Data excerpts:
##############################

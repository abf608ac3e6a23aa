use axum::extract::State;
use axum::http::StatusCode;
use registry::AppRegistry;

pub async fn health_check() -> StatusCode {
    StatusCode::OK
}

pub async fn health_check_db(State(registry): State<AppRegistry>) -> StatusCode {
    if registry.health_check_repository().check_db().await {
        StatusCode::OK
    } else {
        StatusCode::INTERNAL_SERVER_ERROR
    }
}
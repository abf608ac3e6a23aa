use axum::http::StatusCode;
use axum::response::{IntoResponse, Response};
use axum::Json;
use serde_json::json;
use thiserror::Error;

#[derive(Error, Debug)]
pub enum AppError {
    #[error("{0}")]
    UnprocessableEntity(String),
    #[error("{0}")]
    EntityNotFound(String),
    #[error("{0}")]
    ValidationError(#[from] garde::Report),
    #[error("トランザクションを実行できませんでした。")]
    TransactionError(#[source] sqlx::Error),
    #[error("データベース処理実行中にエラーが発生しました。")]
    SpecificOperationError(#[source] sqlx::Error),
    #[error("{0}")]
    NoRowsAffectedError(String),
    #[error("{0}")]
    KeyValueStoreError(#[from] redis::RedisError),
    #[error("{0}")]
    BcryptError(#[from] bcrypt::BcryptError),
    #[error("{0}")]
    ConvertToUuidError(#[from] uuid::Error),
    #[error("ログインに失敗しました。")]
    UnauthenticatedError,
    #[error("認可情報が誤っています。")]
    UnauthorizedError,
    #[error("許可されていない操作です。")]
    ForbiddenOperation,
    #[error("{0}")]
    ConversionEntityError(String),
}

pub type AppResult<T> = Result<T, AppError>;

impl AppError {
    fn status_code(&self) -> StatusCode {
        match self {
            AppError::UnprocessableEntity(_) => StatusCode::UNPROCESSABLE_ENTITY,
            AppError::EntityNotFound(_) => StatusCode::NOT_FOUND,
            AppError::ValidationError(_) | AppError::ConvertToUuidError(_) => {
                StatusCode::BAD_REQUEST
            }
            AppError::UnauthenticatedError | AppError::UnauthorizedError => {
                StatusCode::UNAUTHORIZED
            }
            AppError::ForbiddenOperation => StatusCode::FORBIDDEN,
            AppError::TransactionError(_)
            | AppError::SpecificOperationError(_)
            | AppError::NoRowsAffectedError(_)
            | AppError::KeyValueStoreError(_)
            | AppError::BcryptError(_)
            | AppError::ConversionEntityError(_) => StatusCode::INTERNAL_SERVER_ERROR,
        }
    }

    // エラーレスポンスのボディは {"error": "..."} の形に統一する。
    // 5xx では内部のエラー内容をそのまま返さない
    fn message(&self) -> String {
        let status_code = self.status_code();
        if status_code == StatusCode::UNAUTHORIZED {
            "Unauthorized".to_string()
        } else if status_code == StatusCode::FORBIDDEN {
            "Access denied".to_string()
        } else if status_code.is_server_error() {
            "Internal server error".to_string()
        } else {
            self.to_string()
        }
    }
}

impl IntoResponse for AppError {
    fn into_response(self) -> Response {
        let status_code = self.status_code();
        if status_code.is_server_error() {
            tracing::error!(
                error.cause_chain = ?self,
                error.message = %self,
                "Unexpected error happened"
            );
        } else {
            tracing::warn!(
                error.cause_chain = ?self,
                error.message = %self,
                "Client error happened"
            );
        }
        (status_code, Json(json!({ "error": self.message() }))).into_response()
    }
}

##############################

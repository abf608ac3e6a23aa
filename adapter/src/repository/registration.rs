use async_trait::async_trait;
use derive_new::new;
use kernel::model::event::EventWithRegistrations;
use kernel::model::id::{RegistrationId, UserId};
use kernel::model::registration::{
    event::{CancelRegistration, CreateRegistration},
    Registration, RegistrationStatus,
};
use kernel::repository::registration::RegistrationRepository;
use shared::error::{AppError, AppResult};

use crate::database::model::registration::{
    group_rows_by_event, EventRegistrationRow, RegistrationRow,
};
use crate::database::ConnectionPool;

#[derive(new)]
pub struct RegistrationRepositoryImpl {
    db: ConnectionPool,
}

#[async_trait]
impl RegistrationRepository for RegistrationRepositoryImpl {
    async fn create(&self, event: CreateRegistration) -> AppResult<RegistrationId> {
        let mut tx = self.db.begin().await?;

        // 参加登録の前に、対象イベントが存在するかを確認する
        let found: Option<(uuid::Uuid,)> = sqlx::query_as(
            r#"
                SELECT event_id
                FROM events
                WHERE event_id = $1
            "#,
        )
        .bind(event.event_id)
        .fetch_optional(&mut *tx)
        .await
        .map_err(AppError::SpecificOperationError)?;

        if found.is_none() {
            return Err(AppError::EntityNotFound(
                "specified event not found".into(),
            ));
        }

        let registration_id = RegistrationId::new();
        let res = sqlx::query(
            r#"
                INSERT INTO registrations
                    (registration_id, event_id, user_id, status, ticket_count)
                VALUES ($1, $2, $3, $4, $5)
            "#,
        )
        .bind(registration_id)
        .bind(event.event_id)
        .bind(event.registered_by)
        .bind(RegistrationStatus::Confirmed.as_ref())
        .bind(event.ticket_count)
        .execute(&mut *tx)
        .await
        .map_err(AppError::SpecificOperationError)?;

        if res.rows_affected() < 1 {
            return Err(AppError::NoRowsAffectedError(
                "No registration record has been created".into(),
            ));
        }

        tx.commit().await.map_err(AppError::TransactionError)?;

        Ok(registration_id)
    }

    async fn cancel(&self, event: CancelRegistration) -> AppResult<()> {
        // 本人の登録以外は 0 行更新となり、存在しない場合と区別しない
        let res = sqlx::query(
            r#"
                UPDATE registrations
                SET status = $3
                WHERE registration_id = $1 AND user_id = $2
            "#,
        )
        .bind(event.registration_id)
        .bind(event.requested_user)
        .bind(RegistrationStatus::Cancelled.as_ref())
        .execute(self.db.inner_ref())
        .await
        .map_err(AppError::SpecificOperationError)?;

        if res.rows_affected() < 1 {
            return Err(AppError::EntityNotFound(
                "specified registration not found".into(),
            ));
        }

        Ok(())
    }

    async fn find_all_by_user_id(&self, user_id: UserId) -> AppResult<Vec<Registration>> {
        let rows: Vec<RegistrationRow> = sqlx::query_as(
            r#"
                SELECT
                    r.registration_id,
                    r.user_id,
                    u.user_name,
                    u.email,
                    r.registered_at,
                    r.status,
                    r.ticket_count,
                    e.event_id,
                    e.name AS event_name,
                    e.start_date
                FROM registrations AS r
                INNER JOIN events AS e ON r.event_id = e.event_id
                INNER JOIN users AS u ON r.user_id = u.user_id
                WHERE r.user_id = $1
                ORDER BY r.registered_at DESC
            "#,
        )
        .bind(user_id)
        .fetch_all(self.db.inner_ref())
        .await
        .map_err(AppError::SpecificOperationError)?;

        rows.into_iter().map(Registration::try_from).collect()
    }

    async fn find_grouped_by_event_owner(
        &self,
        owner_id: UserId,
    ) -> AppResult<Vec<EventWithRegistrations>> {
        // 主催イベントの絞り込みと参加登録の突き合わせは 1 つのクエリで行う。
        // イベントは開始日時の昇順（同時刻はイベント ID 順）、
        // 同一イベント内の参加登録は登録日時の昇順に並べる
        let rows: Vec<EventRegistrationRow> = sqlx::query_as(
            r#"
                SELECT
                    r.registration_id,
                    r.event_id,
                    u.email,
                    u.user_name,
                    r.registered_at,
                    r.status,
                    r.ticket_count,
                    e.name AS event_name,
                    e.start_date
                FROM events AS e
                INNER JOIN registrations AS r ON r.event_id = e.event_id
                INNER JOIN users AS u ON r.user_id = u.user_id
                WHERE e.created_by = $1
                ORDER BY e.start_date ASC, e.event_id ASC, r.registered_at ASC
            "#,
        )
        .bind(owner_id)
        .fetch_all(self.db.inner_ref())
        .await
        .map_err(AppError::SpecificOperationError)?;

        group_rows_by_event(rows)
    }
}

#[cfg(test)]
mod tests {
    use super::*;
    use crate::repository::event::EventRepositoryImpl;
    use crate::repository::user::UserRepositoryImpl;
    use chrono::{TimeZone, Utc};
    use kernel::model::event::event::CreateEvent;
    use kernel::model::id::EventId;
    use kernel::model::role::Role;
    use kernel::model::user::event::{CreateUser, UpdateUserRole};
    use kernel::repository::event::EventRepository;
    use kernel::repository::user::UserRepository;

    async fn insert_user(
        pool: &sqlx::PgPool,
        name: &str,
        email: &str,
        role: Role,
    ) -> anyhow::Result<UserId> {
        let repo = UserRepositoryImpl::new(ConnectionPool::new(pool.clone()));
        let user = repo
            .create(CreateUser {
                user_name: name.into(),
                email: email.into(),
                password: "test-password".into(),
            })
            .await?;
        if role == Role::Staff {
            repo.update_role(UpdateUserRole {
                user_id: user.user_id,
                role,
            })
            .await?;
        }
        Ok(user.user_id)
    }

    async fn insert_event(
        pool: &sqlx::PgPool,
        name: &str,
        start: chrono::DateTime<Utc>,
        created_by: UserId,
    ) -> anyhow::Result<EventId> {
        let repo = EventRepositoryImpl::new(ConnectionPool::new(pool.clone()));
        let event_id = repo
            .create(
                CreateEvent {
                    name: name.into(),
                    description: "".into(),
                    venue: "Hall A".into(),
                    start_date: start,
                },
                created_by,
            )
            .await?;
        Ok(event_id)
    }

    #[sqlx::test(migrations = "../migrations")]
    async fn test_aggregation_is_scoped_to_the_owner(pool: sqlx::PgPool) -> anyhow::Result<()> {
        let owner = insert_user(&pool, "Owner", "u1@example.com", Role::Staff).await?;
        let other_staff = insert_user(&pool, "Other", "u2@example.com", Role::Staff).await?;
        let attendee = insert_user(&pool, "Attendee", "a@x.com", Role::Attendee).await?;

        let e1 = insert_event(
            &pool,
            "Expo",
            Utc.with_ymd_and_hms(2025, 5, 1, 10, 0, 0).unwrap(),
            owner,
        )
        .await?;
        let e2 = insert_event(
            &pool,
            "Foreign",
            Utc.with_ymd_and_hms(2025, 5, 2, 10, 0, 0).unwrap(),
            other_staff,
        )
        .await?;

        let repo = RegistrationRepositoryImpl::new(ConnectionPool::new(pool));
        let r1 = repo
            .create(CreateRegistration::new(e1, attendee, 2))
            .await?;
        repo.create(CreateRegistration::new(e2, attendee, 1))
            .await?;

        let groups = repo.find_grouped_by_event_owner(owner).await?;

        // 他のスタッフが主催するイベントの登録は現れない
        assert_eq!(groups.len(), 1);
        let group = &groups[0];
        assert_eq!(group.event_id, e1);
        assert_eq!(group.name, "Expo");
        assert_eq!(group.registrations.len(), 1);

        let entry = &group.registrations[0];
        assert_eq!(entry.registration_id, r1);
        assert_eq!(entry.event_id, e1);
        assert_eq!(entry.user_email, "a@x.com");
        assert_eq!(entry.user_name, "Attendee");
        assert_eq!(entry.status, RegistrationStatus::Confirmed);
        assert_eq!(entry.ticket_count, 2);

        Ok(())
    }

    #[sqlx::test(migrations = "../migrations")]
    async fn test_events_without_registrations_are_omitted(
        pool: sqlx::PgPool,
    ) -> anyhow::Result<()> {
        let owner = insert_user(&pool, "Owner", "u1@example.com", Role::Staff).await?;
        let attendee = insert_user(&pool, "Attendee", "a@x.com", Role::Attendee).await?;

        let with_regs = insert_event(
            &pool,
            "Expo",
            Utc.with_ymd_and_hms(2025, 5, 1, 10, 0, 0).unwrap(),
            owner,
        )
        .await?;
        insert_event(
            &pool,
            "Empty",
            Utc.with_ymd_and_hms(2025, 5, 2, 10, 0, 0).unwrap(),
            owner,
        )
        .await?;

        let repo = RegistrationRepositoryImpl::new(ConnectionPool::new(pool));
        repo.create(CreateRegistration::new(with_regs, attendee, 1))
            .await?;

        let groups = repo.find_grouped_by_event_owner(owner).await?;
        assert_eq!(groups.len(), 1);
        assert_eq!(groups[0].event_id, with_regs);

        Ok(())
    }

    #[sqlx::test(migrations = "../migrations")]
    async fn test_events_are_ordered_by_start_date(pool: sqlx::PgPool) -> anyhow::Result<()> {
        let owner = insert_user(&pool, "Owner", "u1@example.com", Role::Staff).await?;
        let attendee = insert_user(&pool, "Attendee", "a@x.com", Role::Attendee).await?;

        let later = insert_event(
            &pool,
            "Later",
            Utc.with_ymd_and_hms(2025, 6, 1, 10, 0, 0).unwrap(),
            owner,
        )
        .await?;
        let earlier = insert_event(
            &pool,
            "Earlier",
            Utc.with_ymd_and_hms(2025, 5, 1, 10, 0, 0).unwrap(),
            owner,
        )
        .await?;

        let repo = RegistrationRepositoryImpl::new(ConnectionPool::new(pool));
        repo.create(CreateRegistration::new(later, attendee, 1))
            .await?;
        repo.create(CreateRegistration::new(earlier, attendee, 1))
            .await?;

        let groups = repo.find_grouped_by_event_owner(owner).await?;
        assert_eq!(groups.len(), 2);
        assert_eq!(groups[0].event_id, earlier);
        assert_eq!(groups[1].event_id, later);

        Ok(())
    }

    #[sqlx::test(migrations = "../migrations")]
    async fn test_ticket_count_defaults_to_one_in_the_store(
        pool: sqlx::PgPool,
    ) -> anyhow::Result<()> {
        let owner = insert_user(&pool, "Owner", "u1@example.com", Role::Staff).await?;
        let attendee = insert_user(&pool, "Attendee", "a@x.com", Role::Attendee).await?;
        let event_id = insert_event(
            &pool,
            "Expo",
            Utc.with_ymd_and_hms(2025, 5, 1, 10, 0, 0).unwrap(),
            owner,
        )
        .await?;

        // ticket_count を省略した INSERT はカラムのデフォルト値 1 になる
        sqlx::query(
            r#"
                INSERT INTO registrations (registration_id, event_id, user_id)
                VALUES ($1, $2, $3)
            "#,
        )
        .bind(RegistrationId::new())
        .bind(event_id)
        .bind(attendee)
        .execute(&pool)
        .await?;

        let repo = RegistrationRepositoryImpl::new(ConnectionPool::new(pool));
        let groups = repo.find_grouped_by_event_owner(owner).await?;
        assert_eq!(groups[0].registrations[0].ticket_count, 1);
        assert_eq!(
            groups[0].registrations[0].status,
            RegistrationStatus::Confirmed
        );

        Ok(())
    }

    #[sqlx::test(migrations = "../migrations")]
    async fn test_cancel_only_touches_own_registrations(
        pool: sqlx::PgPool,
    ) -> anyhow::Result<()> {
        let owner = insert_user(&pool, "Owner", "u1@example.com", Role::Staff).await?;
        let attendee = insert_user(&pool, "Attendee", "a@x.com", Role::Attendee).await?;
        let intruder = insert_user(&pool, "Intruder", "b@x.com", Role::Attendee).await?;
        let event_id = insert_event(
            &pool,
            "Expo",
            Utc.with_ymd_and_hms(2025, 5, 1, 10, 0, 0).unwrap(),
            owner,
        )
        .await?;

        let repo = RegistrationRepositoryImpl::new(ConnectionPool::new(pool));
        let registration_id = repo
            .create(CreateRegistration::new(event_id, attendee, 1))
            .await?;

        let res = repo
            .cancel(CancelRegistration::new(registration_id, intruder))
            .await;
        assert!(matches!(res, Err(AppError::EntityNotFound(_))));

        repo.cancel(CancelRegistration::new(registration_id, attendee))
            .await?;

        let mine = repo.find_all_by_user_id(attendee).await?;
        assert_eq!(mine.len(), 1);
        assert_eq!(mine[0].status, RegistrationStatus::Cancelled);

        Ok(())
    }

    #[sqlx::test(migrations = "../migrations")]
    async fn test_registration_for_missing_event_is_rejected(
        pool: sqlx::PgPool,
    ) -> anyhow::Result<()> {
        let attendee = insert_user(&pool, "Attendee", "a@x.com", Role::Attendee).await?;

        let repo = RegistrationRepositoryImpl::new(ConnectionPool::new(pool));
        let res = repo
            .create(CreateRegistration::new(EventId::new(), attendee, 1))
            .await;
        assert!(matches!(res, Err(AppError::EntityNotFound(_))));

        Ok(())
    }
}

##############################

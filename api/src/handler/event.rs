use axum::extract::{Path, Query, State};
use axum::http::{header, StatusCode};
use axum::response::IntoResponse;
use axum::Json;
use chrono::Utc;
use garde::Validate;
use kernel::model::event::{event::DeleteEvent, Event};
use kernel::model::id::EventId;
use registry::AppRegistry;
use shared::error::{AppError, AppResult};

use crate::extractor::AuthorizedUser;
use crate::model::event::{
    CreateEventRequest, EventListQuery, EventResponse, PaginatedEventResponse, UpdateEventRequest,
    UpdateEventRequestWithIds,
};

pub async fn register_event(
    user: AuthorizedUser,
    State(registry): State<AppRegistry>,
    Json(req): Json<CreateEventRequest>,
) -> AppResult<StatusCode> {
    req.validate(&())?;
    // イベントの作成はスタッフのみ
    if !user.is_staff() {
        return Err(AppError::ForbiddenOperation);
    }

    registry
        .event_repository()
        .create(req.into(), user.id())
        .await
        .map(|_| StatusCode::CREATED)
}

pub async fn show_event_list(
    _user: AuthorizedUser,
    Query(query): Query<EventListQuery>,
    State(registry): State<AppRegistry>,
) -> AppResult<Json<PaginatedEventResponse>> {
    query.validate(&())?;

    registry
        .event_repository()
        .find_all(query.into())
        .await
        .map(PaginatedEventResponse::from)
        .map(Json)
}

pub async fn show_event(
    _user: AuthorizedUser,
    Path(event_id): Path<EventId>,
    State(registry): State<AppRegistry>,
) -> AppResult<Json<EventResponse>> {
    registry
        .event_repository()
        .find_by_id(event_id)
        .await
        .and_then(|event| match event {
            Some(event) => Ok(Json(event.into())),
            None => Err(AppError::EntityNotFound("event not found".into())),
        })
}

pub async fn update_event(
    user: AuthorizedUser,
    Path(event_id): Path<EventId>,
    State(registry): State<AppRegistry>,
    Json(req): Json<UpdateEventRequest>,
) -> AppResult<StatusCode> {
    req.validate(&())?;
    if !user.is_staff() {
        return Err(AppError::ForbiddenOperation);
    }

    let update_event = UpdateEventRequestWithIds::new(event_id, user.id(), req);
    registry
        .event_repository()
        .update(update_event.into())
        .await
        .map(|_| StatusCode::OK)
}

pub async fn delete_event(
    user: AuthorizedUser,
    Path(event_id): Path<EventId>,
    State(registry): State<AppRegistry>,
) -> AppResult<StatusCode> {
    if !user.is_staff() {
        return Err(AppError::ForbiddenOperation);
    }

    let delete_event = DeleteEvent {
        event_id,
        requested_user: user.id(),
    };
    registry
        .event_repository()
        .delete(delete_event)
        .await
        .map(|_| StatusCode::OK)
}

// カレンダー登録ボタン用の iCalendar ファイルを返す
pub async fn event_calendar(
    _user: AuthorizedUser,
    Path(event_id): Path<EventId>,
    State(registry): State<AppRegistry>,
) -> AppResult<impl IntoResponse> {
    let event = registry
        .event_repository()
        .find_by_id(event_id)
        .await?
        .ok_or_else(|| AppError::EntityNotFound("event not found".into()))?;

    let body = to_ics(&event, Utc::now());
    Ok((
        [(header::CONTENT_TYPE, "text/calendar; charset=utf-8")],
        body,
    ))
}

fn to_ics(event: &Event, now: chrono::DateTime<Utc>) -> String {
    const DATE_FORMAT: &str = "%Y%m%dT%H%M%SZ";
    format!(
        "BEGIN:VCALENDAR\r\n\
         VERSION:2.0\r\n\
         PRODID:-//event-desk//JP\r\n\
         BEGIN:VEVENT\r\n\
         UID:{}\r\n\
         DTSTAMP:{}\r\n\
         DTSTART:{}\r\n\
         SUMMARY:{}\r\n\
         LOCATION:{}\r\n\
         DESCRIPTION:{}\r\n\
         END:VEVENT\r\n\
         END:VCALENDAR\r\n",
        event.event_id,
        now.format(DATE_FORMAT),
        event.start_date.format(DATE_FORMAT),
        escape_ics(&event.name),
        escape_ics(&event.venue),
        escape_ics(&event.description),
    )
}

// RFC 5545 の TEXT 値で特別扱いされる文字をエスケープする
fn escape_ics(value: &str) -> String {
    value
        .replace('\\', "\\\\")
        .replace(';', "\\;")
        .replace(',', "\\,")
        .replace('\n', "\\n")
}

##############################

- Task details: Each line of the data that includes "specified" should be copied.

- Response for this exercise:
                "specified event not found".into(),
                "specified registration not found".into(),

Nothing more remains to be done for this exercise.